▼
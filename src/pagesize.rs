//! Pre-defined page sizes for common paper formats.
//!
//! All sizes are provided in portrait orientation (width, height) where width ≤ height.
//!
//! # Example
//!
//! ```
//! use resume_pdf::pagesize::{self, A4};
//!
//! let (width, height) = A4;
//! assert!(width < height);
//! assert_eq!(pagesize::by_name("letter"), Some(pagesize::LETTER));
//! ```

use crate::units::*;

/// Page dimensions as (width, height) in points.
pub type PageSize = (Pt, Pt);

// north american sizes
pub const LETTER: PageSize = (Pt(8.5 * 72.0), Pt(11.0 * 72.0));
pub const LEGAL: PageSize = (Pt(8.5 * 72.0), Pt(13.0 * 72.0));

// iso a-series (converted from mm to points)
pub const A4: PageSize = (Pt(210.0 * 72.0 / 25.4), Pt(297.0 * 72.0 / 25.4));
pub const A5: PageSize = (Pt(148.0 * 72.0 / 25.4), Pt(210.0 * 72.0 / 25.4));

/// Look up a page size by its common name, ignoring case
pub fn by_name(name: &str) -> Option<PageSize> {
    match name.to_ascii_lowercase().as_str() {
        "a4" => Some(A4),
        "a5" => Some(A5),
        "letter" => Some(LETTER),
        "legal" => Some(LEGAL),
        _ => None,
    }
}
▲
- _TASK INSTRUCTIONS_
Each line with the word "LEGAL" in the records above belongs in the result; copy all of them.

- _WRITTEN REPLY_
pub const LEGAL: PageSize = (Pt(8.5 * 72.0), Pt(13.0 * 72.0));
        "legal" => Some(LEGAL),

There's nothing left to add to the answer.